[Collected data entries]
##########

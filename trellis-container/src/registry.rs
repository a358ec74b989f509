//! Definition store: every registered bean definition and alias.
//!
//! The store maps bean names to [`BeanDefinition`]s and keeps a separate
//! alias table. Each registration is stamped with a fresh generation number
//! so that merged definitions derived from it can tell when they are stale.

use std::collections::{HashMap, HashSet};
use std::sync::Arc;
use std::sync::atomic::{AtomicU64, Ordering};

use parking_lot::RwLock;
use tracing::{debug, trace};
use trellis_support::rendering::suggest_similar;

use crate::definition::BeanDefinition;
use crate::error::{ContainerError, DefinitionOverrideError, NotFoundError, Result};

/// A registered definition with the generation it was registered at.
#[derive(Debug, Clone)]
struct Stored {
    definition: Arc<BeanDefinition>,
    generation: u64,
}

#[derive(Debug, Default)]
struct StoreState {
    definitions: HashMap<String, Stored>,
    /// Bean names in registration order.
    order: Vec<String>,
    /// alias -> name (which may itself be an alias)
    aliases: HashMap<String, String>,
}

impl StoreState {
    fn resolve_alias(&self, name: &str) -> String {
        let mut current = name;
        let mut seen = HashSet::new();
        while let Some(target) = self.aliases.get(current) {
            if !seen.insert(current) {
                break;
            }
            current = target.as_str();
        }
        current.to_string()
    }

    /// Returns `true` if `name` resolves to `alias` through the alias table.
    fn has_alias(&self, name: &str, alias: &str) -> bool {
        self.aliases.iter().any(|(registered, target)| {
            target == name && (registered == alias || self.has_alias(registered, alias))
        })
    }

    fn collect_aliases(&self, name: &str, into: &mut Vec<String>) {
        for (alias, target) in &self.aliases {
            if target == name && !into.contains(alias) {
                into.push(alias.clone());
                self.collect_aliases(alias, into);
            }
        }
    }
}

/// Thread-safe bean definition and alias storage.
///
/// Readers never observe a half-applied registration: every mutation
/// happens under one write lock.
#[derive(Debug)]
pub(crate) struct DefinitionStore {
    state: RwLock<StoreState>,
    generation: AtomicU64,
    alias_generation: AtomicU64,
    suggestion_limit: usize,
}

impl DefinitionStore {
    pub fn new(suggestion_limit: usize) -> Self {
        Self {
            state: RwLock::new(StoreState::default()),
            generation: AtomicU64::new(0),
            alias_generation: AtomicU64::new(0),
            suggestion_limit,
        }
    }

    /// Registers `definition` under `name`.
    ///
    /// Returns the definition it replaced, if any.
    ///
    /// # Errors
    /// - [`ContainerError::InvalidDefinition`] if the definition fails validation
    /// - [`ContainerError::DefinitionOverride`] if `name` is taken and not overridable
    pub fn register(
        &self,
        name: &str,
        definition: BeanDefinition,
        overridable: bool,
        alias_overridable: bool,
    ) -> Result<Option<Arc<BeanDefinition>>> {
        definition.validate(name)?;

        let mut state = self.state.write();

        if state.definitions.contains_key(name) && !overridable {
            return Err(ContainerError::DefinitionOverride(DefinitionOverrideError {
                name: name.to_string(),
            }));
        }

        if state.aliases.contains_key(name) {
            if !alias_overridable {
                return Err(ContainerError::DefinitionOverride(DefinitionOverrideError {
                    name: name.to_string(),
                }));
            }
            debug!(bean = %name, "Removing alias shadowed by a bean definition");
            state.aliases.remove(name);
            self.alias_generation.fetch_add(1, Ordering::SeqCst);
        }

        let generation = self.generation.fetch_add(1, Ordering::SeqCst) + 1;
        let previous = state.definitions.insert(
            name.to_string(),
            Stored {
                definition: Arc::new(definition),
                generation,
            },
        );

        match &previous {
            Some(_) => debug!(bean = %name, generation, "Overriding bean definition"),
            None => {
                state.order.push(name.to_string());
                debug!(bean = %name, generation, "Registered bean definition");
            }
        }

        Ok(previous.map(|stored| stored.definition))
    }

    /// Removes the definition registered under `name`.
    ///
    /// Aliases pointing at it are kept; resolving them fails until the
    /// name is registered again.
    pub fn remove(&self, name: &str) -> Result<Arc<BeanDefinition>> {
        let mut state = self.state.write();
        let removed = state.definitions.remove(name);
        match removed {
            Some(stored) => {
                state.order.retain(|n| n != name);
                debug!(bean = %name, "Removed bean definition");
                Ok(stored.definition)
            }
            None => {
                drop(state);
                Err(self.not_found(name, None))
            }
        }
    }

    pub fn get(&self, name: &str) -> Option<Arc<BeanDefinition>> {
        self.state
            .read()
            .definitions
            .get(name)
            .map(|stored| stored.definition.clone())
    }

    /// Returns the definition together with its generation stamp.
    pub fn get_with_generation(&self, name: &str) -> Option<(Arc<BeanDefinition>, u64)> {
        self.state
            .read()
            .definitions
            .get(name)
            .map(|stored| (stored.definition.clone(), stored.generation))
    }

    pub fn generation(&self, name: &str) -> Option<u64> {
        self.state.read().definitions.get(name).map(|stored| stored.generation)
    }

    /// Bumped on every alias change.
    pub fn alias_generation(&self) -> u64 {
        self.alias_generation.load(Ordering::SeqCst)
    }

    pub fn contains(&self, name: &str) -> bool {
        self.state.read().definitions.contains_key(name)
    }

    /// Bean names in registration order.
    pub fn names(&self) -> Vec<String> {
        self.state.read().order.clone()
    }

    pub fn count(&self) -> usize {
        self.state.read().definitions.len()
    }

    /// Returns `true` if `name` is a bean name or an alias.
    pub fn is_name_in_use(&self, name: &str) -> bool {
        let state = self.state.read();
        state.definitions.contains_key(name) || state.aliases.contains_key(name)
    }

    /// Follows aliases until reaching a name that is not an alias.
    pub fn canonical_name(&self, name: &str) -> String {
        let state = self.state.read();
        if state.aliases.is_empty() {
            return name.to_string();
        }
        let canonical = state.resolve_alias(name);
        if canonical != name {
            trace!(alias = %name, bean = %canonical, "Resolved alias");
        }
        canonical
    }

    // ── Aliases ──

    /// Registers `alias` for `name`.
    ///
    /// # Errors
    /// [`ContainerError::AliasConflict`] if `alias` is a bean name, already
    /// points elsewhere (and overriding is off), or would close an alias cycle.
    pub fn register_alias(&self, name: &str, alias: &str, allow_override: bool) -> Result<()> {
        if name.is_empty() || alias.is_empty() {
            return Err(ContainerError::AliasConflict {
                alias: alias.to_string(),
                reason: "alias and bean name must not be empty".into(),
            });
        }

        let mut state = self.state.write();

        if alias == name {
            if state.aliases.remove(alias).is_some() {
                self.alias_generation.fetch_add(1, Ordering::SeqCst);
                debug!(alias = %alias, "Alias equals bean name, removed it");
            }
            return Ok(());
        }

        if state.definitions.contains_key(alias) {
            return Err(ContainerError::AliasConflict {
                alias: alias.to_string(),
                reason: "a bean definition is registered under that name".into(),
            });
        }

        if let Some(existing) = state.aliases.get(alias) {
            if existing == name {
                return Ok(());
            }
            if !allow_override {
                return Err(ContainerError::AliasConflict {
                    alias: alias.to_string(),
                    reason: format!("it is already registered for bean '{existing}'"),
                });
            }
            debug!(alias = %alias, old = %existing, new = %name, "Overriding alias");
        }

        if state.has_alias(alias, name) {
            return Err(ContainerError::AliasConflict {
                alias: alias.to_string(),
                reason: format!("'{name}' is already an alias of '{alias}', this would form a cycle"),
            });
        }

        state.aliases.insert(alias.to_string(), name.to_string());
        self.alias_generation.fetch_add(1, Ordering::SeqCst);
        debug!(alias = %alias, bean = %name, "Registered alias");
        Ok(())
    }

    pub fn remove_alias(&self, alias: &str) -> Result<()> {
        match self.state.write().aliases.remove(alias) {
            Some(_) => {
                self.alias_generation.fetch_add(1, Ordering::SeqCst);
                debug!(alias = %alias, "Removed alias");
                Ok(())
            }
            None => Err(ContainerError::not_found(alias)),
        }
    }

    pub fn is_alias(&self, name: &str) -> bool {
        self.state.read().aliases.contains_key(name)
    }

    /// All aliases of `name`, including aliases of aliases, sorted.
    pub fn aliases(&self, name: &str) -> Vec<String> {
        let state = self.state.read();
        let mut aliases = Vec::new();
        state.collect_aliases(name, &mut aliases);
        aliases.sort();
        aliases
    }

    /// Builds a not-found error with similarly named beans as suggestions.
    pub fn not_found(&self, name: &str, required_by: Option<&str>) -> ContainerError {
        let state = self.state.read();
        let available: Vec<&str> = state
            .order
            .iter()
            .chain(state.aliases.keys())
            .map(String::as_str)
            .collect();

        ContainerError::NotFound(NotFoundError {
            name: name.to_string(),
            required_by: required_by.map(str::to_string),
            suggestions: suggest_similar(name, &available, self.suggestion_limit),
        })
    }
}

#[cfg(test)]
mod tests {
    use super::*;
    use crate::class::BeanClass;

    #[derive(Default)]
    struct Database;

    fn definition() -> BeanDefinition {
        BeanDefinition::of_class(BeanClass::builder::<Database>().with_default().build())
    }

    fn store() -> DefinitionStore {
        DefinitionStore::new(3)
    }

    #[test]
    fn register_and_get() {
        let store = store();
        assert!(store.register("db", definition(), true, true).unwrap().is_none());

        assert!(store.contains("db"));
        assert_eq!(store.count(), 1);
        assert!(store.get("db").is_some());
        assert!(store.get("other").is_none());
    }

    #[test]
    fn invalid_definition_is_rejected() {
        let store = store();
        let err = store.register("db", BeanDefinition::new(), true, true).unwrap_err();
        assert!(matches!(err, ContainerError::InvalidDefinition { .. }));
        assert_eq!(store.count(), 0);
    }

    #[test]
    fn override_disallowed() {
        let store = store();
        store.register("db", definition(), false, true).unwrap();

        let result = store.register("db", definition(), false, true);
        assert!(matches!(result, Err(ContainerError::DefinitionOverride(_))));
    }

    #[test]
    fn override_replaces_and_bumps_generation() {
        let store = store();
        store.register("db", definition(), true, true).unwrap();
        let first = store.generation("db").unwrap();

        let previous = store.register("db", definition(), true, true).unwrap();
        assert!(previous.is_some());
        assert!(store.generation("db").unwrap() > first);
        // order keeps the original position
        assert_eq!(store.names(), vec!["db".to_string()]);
    }

    #[test]
    fn names_in_registration_order() {
        let store = store();
        for name in ["c", "a", "b"] {
            store.register(name, definition(), true, true).unwrap();
        }
        assert_eq!(store.names(), vec!["c", "a", "b"]);

        store.remove("a").unwrap();
        assert_eq!(store.names(), vec!["c", "b"]);
    }

    #[test]
    fn remove_missing_is_not_found_with_suggestions() {
        let store = store();
        store.register("dataSource", definition(), true, true).unwrap();

        match store.remove("dataSourc").unwrap_err() {
            ContainerError::NotFound(err) => {
                assert_eq!(err.name, "dataSourc");
                assert!(err.suggestions.contains(&"dataSource".to_string()));
            }
            other => panic!("Expected NotFound, got: {other:?}"),
        }
    }

    #[test]
    fn alias_resolution_is_a_chain() {
        let store = store();
        store.register("db", definition(), true, true).unwrap();
        store.register_alias("db", "database", true).unwrap();
        store.register_alias("database", "primary", true).unwrap();

        assert_eq!(store.canonical_name("primary"), "db");
        assert_eq!(store.canonical_name("db"), "db");
        assert_eq!(store.aliases("db"), vec!["database", "primary"]);
        assert!(store.is_name_in_use("primary"));
    }

    #[test]
    fn alias_conflicts() {
        let store = store();
        store.register("a", definition(), true, true).unwrap();
        store.register("b", definition(), true, true).unwrap();

        // alias cannot also be a bean name
        assert!(matches!(
            store.register_alias("a", "b", true),
            Err(ContainerError::AliasConflict { .. })
        ));

        store.register_alias("a", "x", false).unwrap();
        // same mapping again is fine
        store.register_alias("a", "x", false).unwrap();
        // re-pointing requires overriding
        assert!(store.register_alias("b", "x", false).is_err());
        store.register_alias("b", "x", true).unwrap();
        assert_eq!(store.canonical_name("x"), "b");
    }

    #[test]
    fn alias_cycle_is_rejected() {
        let store = store();
        store.register_alias("a", "b", true).unwrap();
        let err = store.register_alias("b", "a", true).unwrap_err();
        assert!(format!("{err}").contains("cycle"));
    }

    #[test]
    fn definition_replaces_alias_when_allowed() {
        let store = store();
        store.register("db", definition(), true, true).unwrap();
        store.register_alias("db", "main", true).unwrap();

        assert!(store.register("main", definition(), true, false).is_err());
        store.register("main", definition(), true, true).unwrap();
        assert!(!store.is_alias("main"));
        assert_eq!(store.canonical_name("main"), "main");
    }

    #[test]
    fn alias_equal_to_name_removes_alias() {
        let store = store();
        store.register_alias("db", "main", true).unwrap();
        store.register_alias("main", "main", true).unwrap();
        assert!(!store.is_alias("main"));
    }
}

##########

YOUR GOAL: Would you please repeat exactly the lines above, starting at the line with "of aliases, sorted." and stopping at the line with "let available: Vec<&str> = state", both included?

RESULT FOR THIS TASK:
    /// All aliases of `name`, including aliases of aliases, sorted.
    pub fn aliases(&self, name: &str) -> Vec<String> {
        let state = self.state.read();
        let mut aliases = Vec::new();
        state.collect_aliases(name, &mut aliases);
        aliases.sort();
        aliases
    }

    /// Builds a not-found error with similarly named beans as suggestions.
    pub fn not_found(&self, name: &str, required_by: Option<&str>) -> ContainerError {
        let state = self.state.read();
        let available: Vec<&str> = state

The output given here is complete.